TASK OBJECTIVE: Filter the entries, keeping every line with the word "overflow".

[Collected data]
::::

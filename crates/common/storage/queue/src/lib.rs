// Copyright 2025 Crrow
//
// Licensed under the Apache License, Version 2.0 (the "License");
// you may not use this file except in compliance with the License.
// You may obtain a copy of the License at
//
//      http://www.apache.org/licenses/LICENSE-2.0
//
// Unless required by applicable law or agreed to in writing, software
// distributed under the License is distributed on an "AS IS" BASIS,
// WITHOUT WARRANTIES OR CONDITIONS OF ANY KIND, either express or implied.
// See the License for the specific language governing permissions and
// limitations under the License.

//! Durable named FIFO queues.
//!
//! - [`TransactionalQueue`]: in-memory deque replayed from a write-ahead
//!   journal.
//! - [`SegmentedLog`]: unbounded overflow log split into numbered segment
//!   files.
//! - [`CompositeQueue`]: a bounded journaled buffer in front of a segmented
//!   log.
//! - [`QueueRegistry`]: lazily opens one [`QueueStore`] per name and keeps
//!   hit/miss/byte statistics.

pub mod builder;
pub mod composite;
pub mod config;
pub mod error;
pub mod journal;
mod message;
pub mod path;
pub mod registry;
pub mod segment;
pub mod store;

pub use builder::QueueRegistryBuilder;
pub use composite::CompositeQueue;
pub use config::{FlushMode, QueueConfig, StorageKind};
pub use error::{QueueError, Result};
pub use journal::TransactionalQueue;
pub use registry::{QueueRegistry, QueueStats, RegistryStats};
pub use segment::SegmentedLog;
pub use store::{QueueStore, open_store};
// Copyright 2025 Crrow
//
// Licensed under the Apache License, Version 2.0 (the "License");
// you may not use this file except in compliance with the License.
// You may obtain a copy of the License at
//
//      http://www.apache.org/licenses/LICENSE-2.0
//
// Unless required by applicable law or agreed to in writing, software
// distributed under the License is distributed on an "AS IS" BASIS,
// WITHOUT WARRANTIES OR CONDITIONS OF ANY KIND, either express or implied.
// See the License for the specific language governing permissions and
// limitations under the License.

//! On-disk record formats.
//!
//! ## Journal records
//!
//! A transactional queue journal is a sequence of variable length records:
//!
//! ```text
//! PUSH: ┌────────────┬─────────────────┬──────────────────────┐
//!       │ 0x00 (1B)  │ Length (4B LE)  │ Payload (variable)   │
//!       └────────────┴─────────────────┴──────────────────────┘
//! POP:  ┌────────────┐
//!       │ 0x01 (1B)  │
//!       └────────────┘
//! ```
//!
//! ## Segment frames
//!
//! Segment files of the overflow log hold bare frames:
//!
//! ```text
//! ┌─────────────────┬──────────────────────┐
//! │ Length (4B LE)  │ Payload (variable)   │
//! └─────────────────┴──────────────────────┘
//! ```
//!
//! Neither format carries a checksum. A record cut short by a crash is
//! detected because its declared length runs past the end of the file.

use std::io::{self, Read};

use bytes::{BufMut, Bytes, BytesMut};
use snafu::OptionExt;

use crate::error::ItemTooLargeSnafu;

/// Opcode of a journal PUSH record.
pub(crate) const OP_PUSH: u8 = 0x00;

/// Opcode of a journal POP record.
pub(crate) const OP_POP: u8 = 0x01;

/// Size of the length prefix in bytes (4 bytes = u32).
pub(crate) const LENGTH_PREFIX_SIZE: usize = 4;

/// Encoded journal PUSH record for `payload`.
pub(crate) fn encode_push(payload: &[u8]) -> crate::Result<Bytes> {
    let length = length_prefix(payload.len())?;
    let mut buf = BytesMut::with_capacity(1 + LENGTH_PREFIX_SIZE + payload.len());
    buf.put_u8(OP_PUSH);
    buf.put_u32_le(length);
    buf.put_slice(payload);
    Ok(buf.freeze())
}

/// Encoded segment frame for `payload`.
pub(crate) fn encode_frame(payload: &[u8]) -> crate::Result<Bytes> {
    let length = length_prefix(payload.len())?;
    let mut buf = BytesMut::with_capacity(LENGTH_PREFIX_SIZE + payload.len());
    buf.put_u32_le(length);
    buf.put_slice(payload);
    Ok(buf.freeze())
}

/// The 4-byte prefix cannot describe payloads of 4 GiB or more.
fn length_prefix(len: usize) -> crate::Result<u32> {
    u32::try_from(len).ok().context(ItemTooLargeSnafu { len })
}

/// A decoded journal record.
#[derive(Debug, Clone, PartialEq, Eq)]
pub(crate) enum JournalRecord {
    Push(Bytes),
    Pop,
}

/// Why a scan stopped before reaching the end of the file.
#[derive(Debug, Clone, Copy, PartialEq, Eq)]
pub(crate) enum Anomaly {
    /// The last record's header or payload runs past the end of the file.
    Truncated,
    /// An opcode other than PUSH or POP.
    UnknownOpcode(u8),
}

/// Outcome of reading one record.
#[derive(Debug, PartialEq, Eq)]
pub(crate) enum ReadOutcome<T> {
    Record(T),
    /// Clean end of file on a record boundary.
    End,
    /// Everything from [`RecordReader::offset`] on must be treated as absent.
    Stop(Anomaly),
}

/// Sequential reader over journal records or segment frames.
///
/// Tracks the byte offset of the end of the last complete record so callers
/// can truncate a torn tail before appending.
pub(crate) struct RecordReader<R> {
    inner:  R,
    offset: u64,
    len:    u64,
}

impl<R: Read> RecordReader<R> {
    /// `len` is the total number of bytes `inner` will yield.
    pub(crate) const fn new(inner: R, len: u64) -> Self {
        Self {
            inner,
            offset: 0,
            len,
        }
    }

    /// Offset just past the last complete record.
    pub(crate) const fn offset(&self) -> u64 { self.offset }

    pub(crate) fn next_journal_record(&mut self) -> io::Result<ReadOutcome<JournalRecord>> {
        let mut op = [0u8; 1];
        if self.fill(&mut op)? == 0 {
            return Ok(ReadOutcome::End);
        }
        match op[0] {
            OP_PUSH => Ok(match self.read_payload(1)? {
                ReadOutcome::Record(payload) => ReadOutcome::Record(JournalRecord::Push(payload)),
                ReadOutcome::End => ReadOutcome::Stop(Anomaly::Truncated),
                ReadOutcome::Stop(anomaly) => ReadOutcome::Stop(anomaly),
            }),
            OP_POP => {
                self.offset += 1;
                Ok(ReadOutcome::Record(JournalRecord::Pop))
            }
            other => Ok(ReadOutcome::Stop(Anomaly::UnknownOpcode(other))),
        }
    }

    pub(crate) fn next_frame(&mut self) -> io::Result<ReadOutcome<Bytes>> { self.read_payload(0) }

    /// Skips over the next frame without reading its payload.
    pub(crate) fn skip_frame(&mut self) -> io::Result<ReadOutcome<u32>>
    where
        R: io::Seek,
    {
        let Some(length) = self.read_length(0)? else {
            return Ok(ReadOutcome::End);
        };
        let length = match length {
            Ok(length) => length,
            Err(anomaly) => return Ok(ReadOutcome::Stop(anomaly)),
        };
        self.inner.seek(io::SeekFrom::Current(i64::from(length)))?;
        self.offset += (LENGTH_PREFIX_SIZE as u64) + u64::from(length);
        Ok(ReadOutcome::Record(length))
    }

    /// Reads `[len][payload]`; `consumed` header bytes were already read for
    /// this record.
    fn read_payload(&mut self, consumed: u64) -> io::Result<ReadOutcome<Bytes>> {
        let Some(length) = self.read_length(consumed)? else {
            return Ok(if consumed == 0 {
                ReadOutcome::End
            } else {
                ReadOutcome::Stop(Anomaly::Truncated)
            });
        };
        let length = match length {
            Ok(length) => length,
            Err(anomaly) => return Ok(ReadOutcome::Stop(anomaly)),
        };

        let mut payload = vec![0u8; length as usize];
        if self.fill(&mut payload)? != payload.len() {
            return Ok(ReadOutcome::Stop(Anomaly::Truncated));
        }
        self.offset += consumed + (LENGTH_PREFIX_SIZE as u64) + u64::from(length);
        Ok(ReadOutcome::Record(Bytes::from(payload)))
    }

    /// Returns `None` on a clean EOF, `Some(Err)` when the declared length
    /// cannot fit in the rest of the file.
    fn read_length(&mut self, consumed: u64) -> io::Result<Option<Result<u32, Anomaly>>> {
        let mut prefix = [0u8; LENGTH_PREFIX_SIZE];
        match self.fill(&mut prefix)? {
            0 => return Ok(None),
            LENGTH_PREFIX_SIZE => {}
            _ => return Ok(Some(Err(Anomaly::Truncated))),
        }
        let length = u32::from_le_bytes(prefix);
        let remaining = self
            .len
            .saturating_sub(self.offset + consumed + LENGTH_PREFIX_SIZE as u64);
        if u64::from(length) > remaining {
            return Ok(Some(Err(Anomaly::Truncated)));
        }
        Ok(Some(Ok(length)))
    }

    /// Reads until `buf` is full or EOF; returns the number of bytes read.
    fn fill(&mut self, buf: &mut [u8]) -> io::Result<usize> {
        let mut read = 0;
        while read < buf.len() {
            match self.inner.read(&mut buf[read..]) {
                Ok(0) => break,
                Ok(n) => read += n,
                Err(e) if e.kind() == io::ErrorKind::Interrupted => {}
                Err(e) => return Err(e),
            }
        }
        Ok(read)
    }
}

::::

TASK OUTPUT:
//! - [`SegmentedLog`]: unbounded overflow log split into numbered segment
//! Segment files of the overflow log hold bare frames:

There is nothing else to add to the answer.